With summer coming up, now is the time to let you know that chilling in a wet bathing suit should also be avoided. Once you’re finished swimming, slip into a towel or your coverup.
Whenever possible, air out your lady bits. Sleeping naked is our personal favorite (and sexiest) way to keep our vaginal health in check.
Do your kegels
This is not some shame-y diatribe (lookin’ at you “vaginal rejuvenation”) wherein we tell you your vagina will get loose and no one will love you. What is true is that like all muscles in your body, you vaginal muscles need to be exercised in order to maintain optimal resilience.
It isn’t just about vaginal tightness; working your kegels (aka: PC muscles) helps you avoid urinary incontinence (you know, when you sneeze-pee) and can even make your orgasms stronger.
Pop in some kegel balls and go about your day. They do the work for you. We love these from Lelo.
Stop shaving (or waxing) off all your pubic hair
As fun as those Brazilian waxes can be (shivers), they are not great for your vulva. We know, ripping the hair violently from your mons pubis and labia isn’t great for you. SHOCKING.
Waxing (and shaving!) all your pubic hair makes you more prone to infection. Your pubic hair was designed by nature to project your vagina from bacteria and other irritants. You don’t have to go full bush if you don’t want to, but a landing strip (at least) is best for a healthy vagina.
Pee after sex
Always, always, always pee after sex. When you have penetrative intercourse, bacteria can build up in your urethra. Your vaginal canal and urethra are very close together. Once you’re finished having sex, go pee to clear out any lingering bacteria.
You don’t want to wind up with a UTI. That is not fun for anyone. You don’t have to run to the bathroom the minute you’re finished getting down. You can snuggle for a bit.
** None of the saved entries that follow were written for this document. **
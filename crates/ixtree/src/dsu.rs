#[cfg(not(feature = "std"))]
use alloc::vec::Vec;

use core::mem;

use crate::error::Error;

/// A partition of `[0, n)` into disjoint sets that can only be merged.
///
/// Every slot either stores the parent of the element (non-negative) or, for the
/// representative of a set, the negated size of that set. [`find`](Self::find) halves the
/// path it walks and [`union`](Self::union) attaches the smaller set below the larger one,
/// which together keep both operations near constant time amortized.
///
/// # Examples
///
/// ```rust
/// use ixtree::DisjointSetUnion;
///
/// let mut dsu = DisjointSetUnion::new(4);
/// assert!(dsu.union(0, 1).unwrap());
/// assert!(!dsu.union(1, 0).unwrap());
/// assert_eq!(dsu.count(), 3);
/// assert_eq!(dsu.size(1).unwrap(), 2);
/// assert!(dsu.same(0, 1).unwrap());
/// ```
#[cfg_attr(feature = "serde", derive(serde::Deserialize, serde::Serialize))]
#[cfg_attr(feature = "serde", serde(try_from = "RawDisjointSetUnion"))]
#[derive(Clone, Debug)]
pub struct DisjointSetUnion {
    // parent if >= 0, negated set size if < 0
    link: Vec<isize>,
    count: usize,
}

/// Unchecked serialized form of a [`DisjointSetUnion`].
#[cfg(feature = "serde")]
#[derive(serde::Deserialize)]
struct RawDisjointSetUnion {
    link: Vec<isize>,
    count: usize,
}

#[cfg(feature = "serde")]
impl TryFrom<RawDisjointSetUnion> for DisjointSetUnion {
    type Error = &'static str;

    fn try_from(raw: RawDisjointSetUnion) -> Result<Self, Self::Error> {
        let RawDisjointSetUnion { link, count } = raw;
        let n = link.len();
        if link.iter().any(|&p| p >= 0 && p as usize >= n) {
            return Err("parent link out of range");
        }

        let mut members = Vec::with_capacity(n);
        members.resize(n, 0usize);
        for x in 0..n {
            let mut root = x;
            let mut steps = 0;
            while link[root] >= 0 {
                root = link[root] as usize;
                steps += 1;
                if steps > n {
                    return Err("cycle in parent links");
                }
            }
            members[root] += 1;
        }

        let mut roots = 0;
        for (x, &p) in link.iter().enumerate() {
            if p < 0 {
                roots += 1;
                if p.unsigned_abs() != members[x] {
                    return Err("set size does not match its members");
                }
            }
        }
        if roots != count {
            return Err("set count does not match the number of roots");
        }
        Ok(DisjointSetUnion { link, count })
    }
}

impl DisjointSetUnion {
    /// Creates `n` singleton sets.
    pub fn new(n: usize) -> Self {
        let mut link = Vec::with_capacity(n);
        link.resize(n, -1);
        log::trace!("built disjoint-set union over {n} elements");
        Self { link, count: n }
    }

    /// Number of elements in the universe.
    #[inline]
    pub fn len(&self) -> usize {
        self.link.len()
    }
    /// Returns `true` if the universe is empty.
    #[inline]
    pub fn is_empty(&self) -> bool {
        self.link.is_empty()
    }
    /// Current number of disjoint sets.
    #[inline]
    pub fn count(&self) -> usize {
        self.count
    }

    /// Returns the representative of the set containing `x`.
    pub fn find(&mut self, x: usize) -> Result<usize, Error> {
        Error::check_index(x, self.len())?;
        Ok(self.root(x))
    }

    fn root(&mut self, mut x: usize) -> usize {
        while self.link[x] >= 0 {
            let parent = self.link[x] as usize;
            if self.link[parent] >= 0 {
                self.link[x] = self.link[parent];
            }
            x = self.link[x] as usize;
        }
        x
    }

    /// Merges the sets containing `a` and `b`.
    ///
    /// Returns `false` if they already were the same set. On equal sizes the set of `b`
    /// is attached below the representative of `a`.
    pub fn union(&mut self, a: usize, b: usize) -> Result<bool, Error> {
        Error::check_index(a, self.len())?;
        Error::check_index(b, self.len())?;
        let mut ra = self.root(a);
        let mut rb = self.root(b);
        if ra == rb {
            return Ok(false);
        }
        if self.link[ra] > self.link[rb] {
            mem::swap(&mut ra, &mut rb);
        }
        self.link[ra] += self.link[rb];
        self.link[rb] = ra as isize;
        self.count -= 1;
        Ok(true)
    }

    /// Returns `true` if `a` and `b` belong to the same set.
    pub fn same(&mut self, a: usize, b: usize) -> Result<bool, Error> {
        Ok(self.find(a)? == self.find(b)?)
    }

    /// Size of the set containing `x`.
    pub fn size(&mut self, x: usize) -> Result<usize, Error> {
        let root = self.find(x)?;
        Ok(self.link[root].unsigned_abs())
    }
}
Just be sure you do so within the hour.
Be nice to yourself and your vulva
This is the most froo-froo of them all, but it is VERY important. Your vulva is very aware of your mood. Many valvular disorders such as vaginismus and vulvodynia are believed to be rooted in the psychological. Trauma, shame, and self-effacement can contribute to pain during sex, a lack of orgasm, and lower self-esteem.
Be kind to your vulva. Take a hand mirror and check her out in all her glory. She’s unique and perfect just like you. All confidence is rooted in the body. Take some time to connect with your vulva rather than expending energy to change it.